Stellungnahme des ÖAMTC
zum Entwurf eines Bundesgesetzes, mit dem das Verkehrsopfer-Entschädigungsgesetz (VOEG) erlassen wird sowie das KHVG 1994, das EKHG, das Gaswirtschaftsgesetz, das KFG 1967, das Reichshaftpflichtgesetz, das Rohrleitungsgesetz, das VAG und das Bundesgesetz über internationales Versicherungsvertragsrecht für den Europäischen Wirtschaftsraum geändert werden.
zur Umsetzung der 5. Kraftfahrzeug-Haftpflichtversicherungs-Richtlinie
(GZ. BMF-400201/0001-III/6/2007)
Der ÖAMTC begrüßt die termingerechte Umsetzung der Richtlinie 2005/14/EG (ABl L 149, 11.6.2005, in weiterer Folge kurz: 5. KH-RL).
Durch die gute Zusammenarbeit zwischen dem ÖAMTC und den zuständigen EU-Parlamentariern konnten schon im Gesetzgebungsverfahren in der EU wesentliche Vereinfachungen in der europaweiten Schadenregulierung sowie Verbesserungen für die Unfallopfer erreicht werden. Vor allem die nunmehrige Justizministerin Dr. Maria Berger setzte sich als Mitglied des Rechtsausschusses im EU-Parlament – im Zusammenwirken mit dem ÖAMTC – massiv für die Verbesserung der Rechtsstellung von Unfallopfern ein.
Der ÖAMTC ist mit der vorgeschlagenen Erhöhung der Versicherungssummen, die sich (nur) an der 5. KH-RL orientiert, nicht einverstanden. Die Interessen von schwerstverletzten Unfallopfern, die oft lebenslanger Dauerpflege bedürfen (mit monatlichen Kosten von bis zu € 50.000,-), bleiben unberücksichtigt. Vor allem eine Sachschadensdeckung von (nur) 1 Million Euro ist angesichts der immer wieder auftretenden Massenkarambolagen auf Autobahnen völlig unzureichend!

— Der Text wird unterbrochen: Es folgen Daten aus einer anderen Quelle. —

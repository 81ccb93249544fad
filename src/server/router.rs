//! Router builder utilities for the proxy routes

use super::handlers::{
    ProxyState, create_order, delete_order, delete_order_pendientes, list_clients, list_orders,
    list_pending_orders, update_order,
};
use crate::core::error::{PedidosError, RequestError};
use axum::{
    Json, Router,
    http::{Method, Uri},
    routing::get,
};
use serde_json::{Value, json};

/// Build the proxy routes
///
/// - GET /api/pedidos - List all orders
/// - POST /api/pedidos - Create an order
/// - PUT /api/pedidos - Update an order (body carries `id`)
/// - GET /api/pedidos/pendientes - List pending orders
/// - DELETE /api/pedidos/{id} - Delete an order (including id `pendientes`)
/// - GET /api/clientes - List clients
pub fn build_proxy_routes(state: ProxyState) -> Router {
    Router::new()
        .route(
            "/api/pedidos",
            get(list_orders).post(create_order).put(update_order),
        )
        .route(
            "/api/pedidos/pendientes",
            get(list_pending_orders).delete(delete_order_pendientes),
        )
        .route("/api/pedidos/{id}", axum::routing::delete(delete_order))
        .route("/api/clientes", get(list_clients))
        .with_state(state)
}

/// Build health check routes
pub fn health_routes() -> Router {
    Router::new()
        .route("/health", get(health_check))
        .route("/healthz", get(health_check))
}

async fn health_check() -> Json<Value> {
    Json(json!({
        "status": "ok",
        "service": "pedidos-proxy"
    }))
}

/// Fallback for unknown paths, keeping the `{"error": ...}` envelope
pub async fn not_found(uri: Uri) -> PedidosError {
    RequestError::NotFound {
        path: uri.path().to_string(),
    }
    .into()
}

/// Fallback for known paths hit with an unsupported method
pub async fn method_not_allowed(method: Method, uri: Uri) -> PedidosError {
    RequestError::MethodNotAllowed {
        method: method.to_string(),
        path: uri.path().to_string(),
    }
    .into()
}
//! Order draft validation
//!
//! Validation is a pure function from a draft to the set of violated rules,
//! keyed by field name. An empty map means the draft can be submitted.

pub mod validators;

use crate::core::form::{OrderDraft, OrderField};
use indexmap::IndexMap;
use validators::{known_status, positive_number, required, required_trimmed};

/// Field name to error message, in form order
pub type FieldErrors = IndexMap<String, String>;

pub const MSG_NUMERO_REQUIRED: &str = "El número de pedido es requerido";
pub const MSG_FECHA_REQUIRED: &str = "La fecha de pedido es requerida";
pub const MSG_CLIENTE_REQUIRED: &str = "El ID del cliente es requerido";
pub const MSG_ESTADO_REQUIRED: &str = "El estado es requerido";
pub const MSG_ESTADO_INVALID: &str = "El estado no es válido";
pub const MSG_ENTREGA_REQUIRED: &str = "La fecha de entrega estimada es requerida";
pub const MSG_TOTAL_POSITIVE: &str = "El total del pedido debe ser mayor a 0";

/// Check every rule against `draft`
///
/// Each field reports at most one message, the first rule it fails.
pub fn validate_order(draft: &OrderDraft) -> FieldErrors {
    let checks: [(OrderField, Result<(), String>); 6] = [
        (
            OrderField::NumeroPedido,
            required_trimmed(MSG_NUMERO_REQUIRED)(&draft.numero_pedido),
        ),
        (
            OrderField::FechaPedido,
            required(MSG_FECHA_REQUIRED)(&draft.fecha_pedido),
        ),
        (
            OrderField::Cliente,
            required_trimmed(MSG_CLIENTE_REQUIRED)(&draft.cliente),
        ),
        (
            OrderField::EstadoPedido,
            required(MSG_ESTADO_REQUIRED)(&draft.estado_pedido)
                .and_then(|_| known_status(MSG_ESTADO_INVALID)(&draft.estado_pedido)),
        ),
        (
            OrderField::FechaEntregaEstimada,
            required(MSG_ENTREGA_REQUIRED)(&draft.fecha_entrega_estimada),
        ),
        (
            OrderField::TotalPedido,
            positive_number(MSG_TOTAL_POSITIVE)(&draft.total_pedido),
        ),
    ];

    checks
        .into_iter()
        .filter_map(|(field, result)| result.err().map(|msg| (field.as_str().to_string(), msg)))
        .collect()
}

Im folgenden Besonderen Teil B dieser Stellungnahme beschäftigen wir uns ausführlich mit den Hintergründen der Beschlussfassung im EU-Parlament und zeigen schlüssig auf, weshalb die verschiedentlich geäußerte Sorge, eine Anhebung der Versicherungsdeckung auf die vom ÖAMTC seit Jahren massiv geforderte Summe von 10 Millionen Euro könnte zu unangemessen hohen Prämienerhöhungen führen, unbegründet ist.

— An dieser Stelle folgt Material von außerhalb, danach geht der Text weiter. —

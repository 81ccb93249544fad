//! Order form draft state
//!
//! The form keeps every field exactly as typed. Submission turns the draft
//! into a [`NewOrder`] payload after validation; I/O is left to the caller.

use crate::core::dates::to_backend_format;
use crate::core::error::ValidationError;
use crate::core::order::{NewOrder, OrderStatus};
use crate::core::validation::{FieldErrors, validate_order};
use serde::{Deserialize, Serialize};
use std::fmt;

/// Editable fields of the order form, by wire name
#[derive(Debug, Clone, Copy, PartialEq, Eq, Hash, Serialize, Deserialize)]
#[serde(rename_all = "snake_case")]
pub enum OrderField {
    NumeroPedido,
    FechaPedido,
    Cliente,
    EstadoPedido,
    FechaEntregaEstimada,
    TotalPedido,
    NotasPedido,
}

impl OrderField {
    pub const ALL: [OrderField; 7] = [
        OrderField::NumeroPedido,
        OrderField::FechaPedido,
        OrderField::Cliente,
        OrderField::EstadoPedido,
        OrderField::FechaEntregaEstimada,
        OrderField::TotalPedido,
        OrderField::NotasPedido,
    ];

    pub fn as_str(&self) -> &'static str {
        match self {
            OrderField::NumeroPedido => "numero_pedido",
            OrderField::FechaPedido => "fecha_pedido",
            OrderField::Cliente => "cliente",
            OrderField::EstadoPedido => "estado_pedido",
            OrderField::FechaEntregaEstimada => "fecha_entrega_estimada",
            OrderField::TotalPedido => "total_pedido",
            OrderField::NotasPedido => "notas_pedido",
        }
    }

    /// Look a field up by its wire name
    pub fn from_name(name: &str) -> Option<Self> {
        Self::ALL.into_iter().find(|f| f.as_str() == name)
    }
}

impl fmt::Display for OrderField {
    fn fmt(&self, f: &mut fmt::Formatter<'_>) -> fmt::Result {
        f.write_str(self.as_str())
    }
}

/// Raw, unvalidated form contents
///
/// Dates are ISO `yyyy-mm-dd` as produced by date inputs.
#[derive(Debug, Clone, PartialEq, Serialize, Deserialize)]
pub struct OrderDraft {
    pub numero_pedido: String,
    pub fecha_pedido: String,
    pub cliente: String,
    pub estado_pedido: String,
    pub fecha_entrega_estimada: String,
    pub total_pedido: String,
    pub notas_pedido: String,
}

impl Default for OrderDraft {
    fn default() -> Self {
        Self {
            numero_pedido: String::new(),
            fecha_pedido: String::new(),
            cliente: String::new(),
            estado_pedido: OrderStatus::default().to_string(),
            fecha_entrega_estimada: String::new(),
            total_pedido: String::new(),
            notas_pedido: String::new(),
        }
    }
}

impl OrderDraft {
    pub fn set(&mut self, field: OrderField, value: impl Into<String>) {
        let slot = match field {
            OrderField::NumeroPedido => &mut self.numero_pedido,
            OrderField::FechaPedido => &mut self.fecha_pedido,
            OrderField::Cliente => &mut self.cliente,
            OrderField::EstadoPedido => &mut self.estado_pedido,
            OrderField::FechaEntregaEstimada => &mut self.fecha_entrega_estimada,
            OrderField::TotalPedido => &mut self.total_pedido,
            OrderField::NotasPedido => &mut self.notas_pedido,
        };
        *slot = value.into();
    }

    /// Build the create payload
    ///
    /// `fecha_pedido` is converted to backend format while
    /// `fecha_entrega_estimada` is sent exactly as entered.
    pub fn to_payload(&self) -> NewOrder {
        NewOrder {
            numero_pedido: self.numero_pedido.clone(),
            fecha_pedido: to_backend_format(&self.fecha_pedido),
            cliente: self.cliente.clone(),
            estado_pedido: OrderStatus::from(self.estado_pedido.clone()),
            fecha_entrega_estimada: self.fecha_entrega_estimada.clone(),
            total_pedido: self.total_pedido.clone(),
            notas_pedido: self.notas_pedido.clone(),
        }
    }
}

/// Order creation form: draft plus per-field and form-level errors
#[derive(Debug, Clone, Default, PartialEq, Serialize, Deserialize)]
pub struct OrderForm {
    pub draft: OrderDraft,
    pub errors: FieldErrors,
    /// Form-level error banner (failed submission, failed client load)
    pub error: Option<String>,
    pub submitting: bool,
}

impl OrderForm {
    pub fn new() -> Self {
        Self::default()
    }

    /// Store a value typed by the user and clear that field's error
    pub fn set_field(&mut self, field: OrderField, value: impl Into<String>) {
        self.draft.set(field, value);
        self.errors.shift_remove(field.as_str());
    }

    /// Re-run validation, keeping the resulting errors
    pub fn validate(&mut self) -> bool {
        self.errors = validate_order(&self.draft);
        self.errors.is_empty()
    }

    pub fn field_error(&self, field: OrderField) -> Option<&str> {
        self.errors.get(field.as_str()).map(String::as_str)
    }

    /// Validate and, when valid, produce the payload to send
    pub fn try_payload(&mut self) -> Result<NewOrder, ValidationError> {
        if self.validate() {
            Ok(self.draft.to_payload())
        } else {
            Err(ValidationError(self.errors.clone()))
        }
    }

    pub fn payload(&mut self) -> Option<NewOrder> {
        self.try_payload().ok()
    }

    /// Back to an empty draft after a successful submission
    pub fn reset(&mut self) {
        self.draft = OrderDraft::default();
        self.errors.clear();
    }
}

Außerdem weisen wir in unseren Anmerkungen zu § 6 Abs 2 VOEG auf eine nach unserer Ansicht lückenhafte Umsetzung der 5.KH-RL hin: Die Beschränkung der Leistungen des Garantiefonds auf Schäden durch Unfälle auf Straßen mit öffentlichem Verkehr widerspricht den Intentionen der Richtlinie.
Der ÖAMTC fordert außerdem die richtlinienkonforme Umsetzung im Hinblick auf die automatische Übermittlung von sämtlichen notwendigen grundlegenden Unfalldaten (inklusive der Polizeiprotokolle). Die Einrichtung einer zentralen Auskunftsstelle, der alle relevanten Daten zugeleitet werden müssen wurde - unterstützt durch Anträge österr. MEPs - in die RL aufgenommen. Die Forderung nach besserem Zugang der Geschädigten zu Unfallprotokollen wird ausführlich in Teil C Z 1 der vorliegenden Stellungnahme begründet.
Es soll an dieser Stelle den beiden federführenden Ministerien (BMJ und BMF) für die konstruktive Erörterung der umzusetzenden Materie im Rahmen mehrerer Sitzungen des „Ausschusses für die Kfz-Haftpflichtversicherung“ Dank ausgesprochen werden. Der ÖAMTC verbindet damit die Erwartung, dass die Ergebnisse des Begutachtungsverfahrens vor Erstellung einer Ministerratsvorlage im gleichen Gremium eingehend erörtert werden.
Zu Artikel I - VOEG
Der ÖAMTC erachtet die Neustrukturierung des schon unübersichtlich gewordenen VOEG im Sinne der leichteren Handhabung des Gesetzes für sehr sinnvoll.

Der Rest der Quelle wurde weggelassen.